(Input records begins)
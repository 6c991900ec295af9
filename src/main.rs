//! MetricGrid - company scorecards as emoji grids
//!
//! A CLI tool that loads a companies × metrics sheet, averages the
//! selected rows and columns, rates every cell, and writes the result
//! as Markdown, JSON or a terminal grid.
//!
//! Exit codes:
//!   0 - Success (or no --fail-below set)
//!   1 - Runtime error (missing source, bad sheet, HTTP failure, etc.)
//!   2 - A selected company averaged below the --fail-below rating

mod analysis;
mod cli;
mod config;
mod models;
mod report;
mod selection;
mod sheet;

use analysis::Dashboard;
use anyhow::{Context, Result};
use cli::{Args, OutputFormat};
use config::{Config, CONFIG_FILE};
use report::RenderOptions;
use selection::{Selection, SelectionItem};
use sheet::{LoadOptions, Source};
use tracing::{debug, error, info, warn};
use tracing_subscriber::{EnvFilter, FmtSubscriber};

#[tokio::main]
async fn main() -> Result<()> {
    // Parse command-line arguments
    let args = Args::parse_args();

    // Validate arguments
    if let Err(e) = args.validate() {
        eprintln!("Error: {}", e);
        std::process::exit(1);
    }

    // Handle --init-config early (no logging needed)
    if args.init_config {
        return handle_init_config();
    }

    init_logging(&args);

    info!("MetricGrid v{}", env!("CARGO_PKG_VERSION"));
    debug!("Arguments: {:?}", args);

    match run(args).await {
        Ok(exit_code) => {
            std::process::exit(exit_code);
        }
        Err(e) => {
            error!("Run failed: {:#}", e);
            eprintln!("\n❌ Error: {:#}", e);
            std::process::exit(1);
        }
    }
}

/// Handle --init-config: generate a default .metricgrid.toml.
fn handle_init_config() -> Result<()> {
    let path = std::path::Path::new(CONFIG_FILE);

    if path.exists() {
        eprintln!("⚠️  {} already exists. Remove it first or edit it manually.", CONFIG_FILE);
        std::process::exit(1);
    }

    let content = Config::default_toml();
    std::fs::write(path, &content).with_context(|| format!("Failed to write {}", CONFIG_FILE))?;

    println!("✅ Created {} with default settings.", CONFIG_FILE);
    println!("   Edit it to set the sheet source, selection and report options.");
    Ok(())
}

/// Initialize logging based on verbosity settings.
///
/// `RUST_LOG` takes precedence over `-v`/`-q` when set. Logs go to stderr so
/// a report written to stdout stays clean.
fn init_logging(args: &Args) {
    let filter = EnvFilter::try_from_default_env()
        .unwrap_or_else(|_| EnvFilter::new(args.log_level().to_string().to_lowercase()));

    let subscriber = FmtSubscriber::builder()
        .with_env_filter(filter)
        .with_writer(std::io::stderr)
        .with_target(false)
        .with_thread_ids(false)
        .with_file(false)
        .with_line_number(false)
        .compact()
        .finish();

    if let Err(e) = tracing::subscriber::set_global_default(subscriber) {
        eprintln!("Failed to set tracing subscriber: {}", e);
    }
}

/// Run the complete workflow. Returns exit code (0 or 2).
async fn run(args: Args) -> Result<i32> {
    let mut config = load_config(&args)?;
    config.merge_with_args(&args);
    config.validate()?;

    let location = config.source_location().context(
        "No sheet source given. Use --source, --sheet-id, or set [source] in .metricgrid.toml",
    )?;
    let source = Source::parse(&location);

    let load_options = LoadOptions {
        company_column: config.source.company_column.clone(),
        timeout_seconds: config.source.timeout_seconds,
        show_progress: !args.quiet,
    };

    let dataset = sheet::load_dataset(&source, &load_options)
        .await
        .with_context(|| format!("Failed to load sheet from {}", source))?;

    if dataset.is_empty() {
        warn!("Sheet {} has no company rows", source);
    }

    let mut dashboard = Dashboard::new(dataset);

    if !config.selection.companies.is_empty() {
        dashboard
            .selection_mut()
            .restrict_companies(&config.selection.companies)?;
    }
    if !config.selection.metrics.is_empty() {
        dashboard
            .selection_mut()
            .restrict_metrics(&config.selection.metrics)?;
    }
    for name in args.exclude_companies.iter().flatten() {
        if dashboard.selection().is_company_selected(name) {
            dashboard.selection_mut().toggle_company_by_name(name)?;
        } else {
            warn!("Company '{}' is not selected, nothing to exclude", name);
        }
    }
    for name in args.exclude_metrics.iter().flatten() {
        if dashboard.selection().is_metric_selected(name) {
            dashboard.selection_mut().toggle_metric_by_name(name)?;
        } else {
            warn!("Metric '{}' is not selected, nothing to exclude", name);
        }
    }
    dashboard.set_rating_filter(config.selection.rating);

    // Handle --list: show the selection state and exit
    if args.list {
        print_listing(dashboard.selection());
        return Ok(0);
    }

    let detail = args.detail_target();
    let report = report::build_report(
        &mut dashboard,
        &source.to_string(),
        detail.as_ref().map(|(c, m)| (c.as_str(), m.as_str())),
    )?;

    info!(
        "Grid covers {} companies × {} metrics",
        report.metadata.companies_selected, report.metadata.metrics_selected
    );

    let render_options = RenderOptions::from(&config.report);
    let output = match config.general.format {
        OutputFormat::Json => report::generate_json_report(&report)?,
        OutputFormat::Markdown => report::generate_markdown_report(&report, render_options),
        OutputFormat::Text => report::generate_text_report(&report, render_options),
    };

    match config.general.output {
        Some(ref path) => {
            std::fs::write(path, &output)
                .with_context(|| format!("Failed to write report to {}", path))?;

            if !args.quiet {
                println!("\n📊 Scorecard Summary:");
                println!(
                    "   Companies: {} of {}",
                    report.metadata.companies_selected, report.metadata.companies_total
                );
                println!(
                    "   Metrics: {} of {}",
                    report.metadata.metrics_selected, report.metadata.metrics_total
                );
                if let Some(best) = report.ranking.first() {
                    println!(
                        "   Best: {} {} ({:.1})",
                        best.rating.emoji(),
                        best.company,
                        best.average
                    );
                }
                println!("\n✅ Report saved to: {}", path);
            }
        }
        None => print!("{}", output),
    }

    // Check --fail-below threshold
    if let Some(threshold) = args.fail_below {
        let below: Vec<&str> = report
            .ranking
            .iter()
            .filter(|entry| entry.rating < threshold)
            .map(|entry| entry.company.as_str())
            .collect();

        if !below.is_empty() {
            eprintln!(
                "\n⛔ Rated below {}: {}. Failing (exit code 2).",
                threshold,
                below.join(", ")
            );
            return Ok(2);
        }
    }

    Ok(0)
}

/// Handle --list: print every company and metric with its selection state.
fn print_listing(selection: &Selection) {
    let print_items = |title: &str, items: &[SelectionItem]| {
        let selected = items.iter().filter(|item| item.selected).count();
        println!("{} ({} of {} selected):", title, selected, items.len());
        for item in items {
            let mark = if item.selected { "x" } else { " " };
            println!("  [{}] {}", mark, item.name);
        }
    };

    print_items("Companies", selection.companies());
    println!();
    print_items("Metrics", selection.metrics());
}

/// Load configuration from file or use defaults.
fn load_config(args: &Args) -> Result<Config> {
    // Try explicit config path
    if let Some(ref config_path) = args.config {
        info!("Loading config from: {}", config_path.display());
        return Config::load(config_path);
    }

    // Try default location
    match Config::load_default() {
        Ok(Some(config)) => {
            info!("Loaded default config from {}", CONFIG_FILE);
            Ok(config)
        }
        Ok(None) => {
            debug!("No config file found, using defaults");
            Ok(Config::default())
        }
        Err(e) => {
            warn!("Failed to load config: {}", e);
            Ok(Config::default())
        }
    }
}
(Input records ends)
Task to complete => The entries above should be set down again exactly as they appear.

Answer box =>
repository 6c991900ec295af9
filename src/main.rs
//! MetricGrid - company scorecards as emoji grids
//!
//! A CLI tool that loads a companies × metrics sheet, averages the
//! selected rows and columns, rates every cell, and writes the result
//! as Markdown, JSON or a terminal grid.
//!
//! Exit codes:
//!   0 - Success (or no --fail-below set)
//!   1 - Runtime error (missing source, bad sheet, HTTP failure, etc.)
//!   2 - A selected company averaged below the --fail-below rating

mod analysis;
mod cli;
mod config;
mod models;
mod report;
mod selection;
mod sheet;

use analysis::Dashboard;
use anyhow::{Context, Result};
use cli::{Args, OutputFormat};
use config::{Config, CONFIG_FILE};
use report::RenderOptions;
use selection::{Selection, SelectionItem};
use sheet::{LoadOptions, Source};
use tracing::{debug, error, info, warn};
use tracing_subscriber::{EnvFilter, FmtSubscriber};

#[tokio::main]
async fn main() -> Result<()> {
    // Parse command-line arguments
    let args = Args::parse_args();

    // Validate arguments
    if let Err(e) = args.validate() {
        eprintln!("Error: {}", e);
        std::process::exit(1);
    }

    // Handle --init-config early (no logging needed)
    if args.init_config {
        return handle_init_config();
    }

    init_logging(&args);

    info!("MetricGrid v{}", env!("CARGO_PKG_VERSION"));
    debug!("Arguments: {:?}", args);

    match run(args).await {
        Ok(exit_code) => {
            std::process::exit(exit_code);
        }
        Err(e) => {
            error!("Run failed: {:#}", e);
            eprintln!("\n❌ Error: {:#}", e);
            std::process::exit(1);
        }
    }
}

/// Handle --init-config: generate a default .metricgrid.toml.
fn handle_init_config() -> Result<()> {
    let path = std::path::Path::new(CONFIG_FILE);

    if path.exists() {
        eprintln!("⚠️  {} already exists. Remove it first or edit it manually.", CONFIG_FILE);
        std::process::exit(1);
    }

    let content = Config::default_toml();
    std::fs::write(path, &content).with_context(|| format!("Failed to write {}", CONFIG_FILE))?;

    println!("✅ Created {} with default settings.", CONFIG_FILE);
    println!("   Edit it to set the sheet source, selection and report options.");
    Ok(())
}

/// Initialize logging based on verbosity settings.
///
/// `RUST_LOG` takes precedence over `-v`/`-q` when set. Logs go to stderr so
/// a report written to stdout stays clean.
fn init_logging(args: &Args) {
    let filter = EnvFilter::try_from_default_env()
        .unwrap_or_else(|_| EnvFilter::new(args.log_level().to_string().to_lowercase()));

    let subscriber = FmtSubscriber::builder()
        .with_env_filter(filter)
        .with_writer(std::io::stderr)
        .with_target(false)
        .with_thread_ids(false)
        .with_file(false)
        .with_line_number(false)
        .compact()
        .finish();

    if let Err(e) = tracing::subscriber::set_global_default(subscriber) {
        eprintln!("Failed to set tracing subscriber: {}", e);
    }
}

/// Run the complete workflow. Returns exit code (0 or 2).
async fn run(args: Args) -> Result<i32> {
    let mut config = load_config(&args)?;
    config.merge_with_args(&args);
    config.validate()?;

    let location = config.source_location().context(
        "No sheet source given. Use --source, --sheet-id, or set [source] in .metricgrid.toml",
    )?;
    let source = Source::parse(&location);

    let load_options = LoadOptions {
        company_column: config.source.company_column.clone(),
        timeout_seconds: config.source.timeout_seconds,
        show_progress: !args.quiet,
    };

    let dataset = sheet::load_dataset(&source, &load_options)
        .await
        .with_context(|| format!("Failed to load sheet from {}", source))?;

    if dataset.is_empty() {
        warn!("Sheet {} has no company rows", source);
    }

    let mut dashboard = Dashboard::new(dataset);

    if !config.selection.companies.is_empty() {
        dashboard
            .selection_mut()
            .restrict_companies(&config.selection.companies)?;
    }
    if !config.selection.metrics.is_empty() {
        dashboard
            .selection_mut()
            .restrict_metrics(&config.selection.metrics)?;
    }
    for name in args.exclude_companies.iter().flatten() {
        if dashboard.selection().is_company_selected(name) {
            dashboard.selection_mut().toggle_company_by_name(name)?;
        } else {
            warn!("Company '{}' is not selected, nothing to exclude", name);
        }
    }
    for name in args.exclude_metrics.iter().flatten() {
        if dashboard.selection().is_metric_selected(name) {
            dashboard.selection_mut().toggle_metric_by_name(name)?;
        } else {
            warn!("Metric '{}' is not selected, nothing to exclude", name);
        }
    }
    dashboard.set_rating_filter(config.selection.rating);

    // Handle --list: show the selection state and exit
    if args.list {
        print_listing(dashboard.selection());
        return Ok(0);
    }

    let detail = args.detail_target();
    let report = report::build_report(
        &mut dashboard,
        &source.to_string(),
        detail.as_ref().map(|(c, m)| (c.as_str(), m.as_str())),
    )?;

    info!(
        "Grid covers {} companies × {} metrics",
        report.metadata.companies_selected, report.metadata.metrics_selected
    );

    let render_options = RenderOptions::from(&config.report);
    let output = match config.general.format {
        OutputFormat::Json => report::generate_json_report(&report)?,
        OutputFormat::Markdown => report::generate_markdown_report(&report, render_options),
        OutputFormat::Text => report::generate_text_report(&report, render_options),
    };

    match config.general.output {
        Some(ref path) => {
            std::fs::write(path, &output)
                .with_context(|| format!("Failed to write report to {}", path))?;

            if !args.quiet {
                println!("\n📊 Scorecard Summary:");
                println!(
                    "   Companies: {} of {}",
                    report.metadata.companies_selected, report.metadata.companies_total
                );
                println!(
                    "   Metrics: {} of {}",
                    report.metadata.metrics_selected, report.metadata.metrics_total
                );
                if let Some(best) = report.ranking.first() {
                    println!(
                        "   Best: {} {} ({:.1})",
                        best.rating.emoji(),
                        best.company,
                        best.average
                    );
                }
                println!("\n✅ Report saved to: {}", path);
            }
        }
        None => print!("{}", output),
    }

    // Check --fail-below threshold
    if let Some(threshold) = args.fail_below {
        let below: Vec<&str> = report
            .ranking
            .iter()
            .filter(|entry| entry.rating < threshold)
            .map(|entry| entry.company.as_str())
            .collect();

        if !below.is_empty() {
            eprintln!(
                "\n⛔ Rated below {}: {}. Failing (exit code 2).",
                threshold,
                below.join(", ")
            );
            return Ok(2);
        }
    }

    Ok(0)
}

/// Handle --list: print every company and metric with its selection state.
fn print_listing(selection: &Selection) {
    let print_items = |title: &str, items: &[SelectionItem]| {
        let selected = items.iter().filter(|item| item.selected).count();
        println!("{} ({} of {} selected):", title, selected, items.len());
        for item in items {
            let mark = if item.selected { "x" } else { " " };
            println!("  [{}] {}", mark, item.name);
        }
    };

    print_items("Companies", selection.companies());
    println!();
    print_items("Metrics", selection.metrics());
}

/// Load configuration from file or use defaults.
fn load_config(args: &Args) -> Result<Config> {
    // Try explicit config path
    if let Some(ref config_path) = args.config {
        info!("Loading config from: {}", config_path.display());
        return Config::load(config_path);
    }

    // Try default location
    match Config::load_default() {
        Ok(Some(config)) => {
            info!("Loaded default config from {}", CONFIG_FILE);
            Ok(config)
        }
        Ok(None) => {
            debug!("No config file found, using defaults");
            Ok(Config::default())
        }
        Err(e) => {
            warn!("Failed to load config: {}", e);
            Ok(Config::default())
        }
    }
}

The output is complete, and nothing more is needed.